Ad ogni modo, ogni via per raggiungere un qualunque tipo di Samadhi comincia col ritirare la mente dagli oggetti esteriori e quindi dai sensi, per rivolgerla all’interno dell’essere.

Questo è il primo passo di distacco dal mondo esteriore e di contatto con quello interiore al contempo. Pian piano anche le energie vitali devono fare lo stesso e ritirarsi pian piano dal corpo, riversandosi in esso giusto quanto basta per mantenerlo vivo, come fosse un vegetale, mentre tutto il resto va ad ardere interiormente per innalzare la fiamma della kundalini.

Tramite questi due combustibili, è possibile emergere in uno stato di coscienza trascendentale, oppure emergere in mondi superiori. Quando ciò accade, il corpo cade in quello che in Occidente chiamiamo semplicemente trance.

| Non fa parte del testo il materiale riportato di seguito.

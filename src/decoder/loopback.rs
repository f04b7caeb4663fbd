//! Loopback decoder device
//!
//! Behaves like an asynchronous hardware decoder with `buffer_count`
//! internal slots: submissions are queued to a worker thread, and each one
//! comes back through the completion callback with its payload unchanged.
//! Used for pipeline runs without decode hardware and throughout the tests.

use super::{
    BufferFlag, CompletionHandler, DecodedOutput, DecoderBackend, HardwareDecoder, OutputPool,
    SessionParams, SubmitError,
};
use crate::utils::error::{PipelineError, Result};
use crossbeam_channel::{bounded, Receiver, Sender, TrySendError};
use log::{debug, info};
use std::sync::Arc;
use std::thread;
use std::time::Duration;

/// A buffer accepted by the device
struct Job {
    data: Vec<u8>,
    timestamp: u64,
    flag: BufferFlag,
}

/// Opens loopback sessions
#[derive(Debug, Clone, Default)]
pub struct LoopbackBackend {
    latency: Duration,
}

impl LoopbackBackend {
    /// Create a backend whose sessions wait `latency` per unit
    pub fn new(latency: Duration) -> Self {
        Self { latency }
    }
}

impl DecoderBackend for LoopbackBackend {
    fn create_session(
        &self,
        params: &SessionParams,
        handler: Arc<dyn CompletionHandler>,
    ) -> Result<Arc<dyn HardwareDecoder>> {
        let decoder = LoopbackDecoder::open(params, handler, self.latency)?;
        Ok(Arc::new(decoder))
    }
}

/// An open loopback session
pub struct LoopbackDecoder {
    name: String,
    input: Option<Sender<Job>>,
    pool: Arc<OutputPool>,
    worker: Option<thread::JoinHandle<()>>,
}

impl LoopbackDecoder {
    /// Open a session and start its worker
    pub fn open(
        params: &SessionParams,
        handler: Arc<dyn CompletionHandler>,
        latency: Duration,
    ) -> Result<Self> {
        if params.buffer_count == 0 {
            return Err(PipelineError::SessionCreate(format!(
                "{}: buffer count must be non-zero",
                params.device_node
            )));
        }

        let (input, jobs) = bounded(params.buffer_count);
        let pool = Arc::new(OutputPool::new(params.buffer_count));

        let worker = {
            let pool = Arc::clone(&pool);
            thread::Builder::new()
                .name("loopback-dec".to_string())
                .spawn(move || run_worker(jobs, pool, handler, latency))
                .map_err(|e| {
                    PipelineError::SessionCreate(format!("{}: {}", params.device_node, e))
                })?
        };

        let name = format!("loopback:{}", params.device_node);
        info!(
            "Opened {} ({:?} {}x{}, {} buffers)",
            name, params.role, params.width, params.height, params.buffer_count
        );

        Ok(Self {
            name,
            input: Some(input),
            pool,
            worker: Some(worker),
        })
    }
}

impl HardwareDecoder for LoopbackDecoder {
    fn name(&self) -> &str {
        &self.name
    }

    fn submit(&self, data: &[u8], timestamp: u64, flag: BufferFlag) -> std::result::Result<(), SubmitError> {
        let input = self.input.as_ref().ok_or(SubmitError::Closed)?;
        let job = Job {
            data: data.to_vec(),
            timestamp,
            flag,
        };

        input.try_send(job).map_err(|e| match e {
            TrySendError::Full(_) => SubmitError::Busy,
            TrySendError::Disconnected(_) => SubmitError::Closed,
        })
    }
}

impl Drop for LoopbackDecoder {
    fn drop(&mut self) {
        self.input.take();
        self.pool.close();
        if let Some(worker) = self.worker.take() {
            let _ = worker.join();
        }
        info!("Destroyed {}", self.name);
    }
}

fn run_worker(
    jobs: Receiver<Job>,
    pool: Arc<OutputPool>,
    handler: Arc<dyn CompletionHandler>,
    latency: Duration,
) {
    debug!("Loopback worker started");

    while let Ok(job) = jobs.recv() {
        if !latency.is_zero() {
            thread::sleep(latency);
        }

        match job.flag {
            BufferFlag::EndOfFrame => {
                let Some(mut buffer) = pool.checkout() else {
                    break;
                };
                buffer.data.clear();
                buffer.data.extend_from_slice(&job.data);

                handler.on_output(
                    &pool,
                    DecodedOutput {
                        buffer: Some(buffer.id),
                        data: &buffer.data,
                        timestamp: job.timestamp,
                        flag: BufferFlag::EndOfFrame,
                        retires_unit: true,
                    },
                );
                pool.restore(buffer);
            }
            BufferFlag::EndOfStream => {
                handler.on_output(
                    &pool,
                    DecodedOutput {
                        buffer: None,
                        data: &[],
                        timestamp: job.timestamp,
                        flag: BufferFlag::EndOfStream,
                        retires_unit: true,
                    },
                );
            }
        }
    }

    debug!("Loopback worker finished");
}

Però esistono vari tipi di Samadhi. Anzitutto i tipi di Samadhi si dividono in Samprajnata e Nirvikalpa, ovvero la profonda meditazione che prevede un oggetto e la meditazione senza oggetto, pura in se stessa. Entrambe le vie conducono a quattro differenti livelli di Samadhi trascendentale.

 

I 4 livelli del Samadhi trascendentale

Il primo è il Sushupta, ovvero quello legato allo stato di sonno profondo privo di sogni. E’ un tipo di Samadhi molto intenso, tramite il quale ci si distacca completamente dal mondo esterno e ci si lascia assorbire dalla trascendenza senza preoccuparsi di creare “ponti” di coscienza tramite i quali riportare nel mondo della molteplicità e della relatività, ciò che si è sperimentato al di là, che rimane solo come traccia trasformativa subliminale di sottofondo.

Spesso il Sushupta Samadhi è considerato il Samadhi per eccellenza, ma solo perché le altre forme sono difficilmente ottenibili se non attraverso una lunga disciplina.

Infatti, il passo successivo lo Swapna Samadhi o stato in interiorizzazione del sonno coi sogni. Ci implica l’aver creato i succitati “ponti” che permettono di poratare “di qua” dalla trance delle visioni, delle parole, delle immagini, dei concetti, e quindi esserne coscienti e poterli condividere, come si fa col contenuto di un sogno, che benché perda la propria consistenza una volta svegliati, si mantiene reale nella memoria.

Un terzo tipo di Samadhi estramante avanzato è il Jagrat Samadhi, o Samadhi della veglia. Ciò significa il poter connettersi con l’assoluto e vivere la sua realtà senza dover andare in trance ma continuando a vivere in modo desto, con parte dei sensi rivolti verso il mondo esteriore.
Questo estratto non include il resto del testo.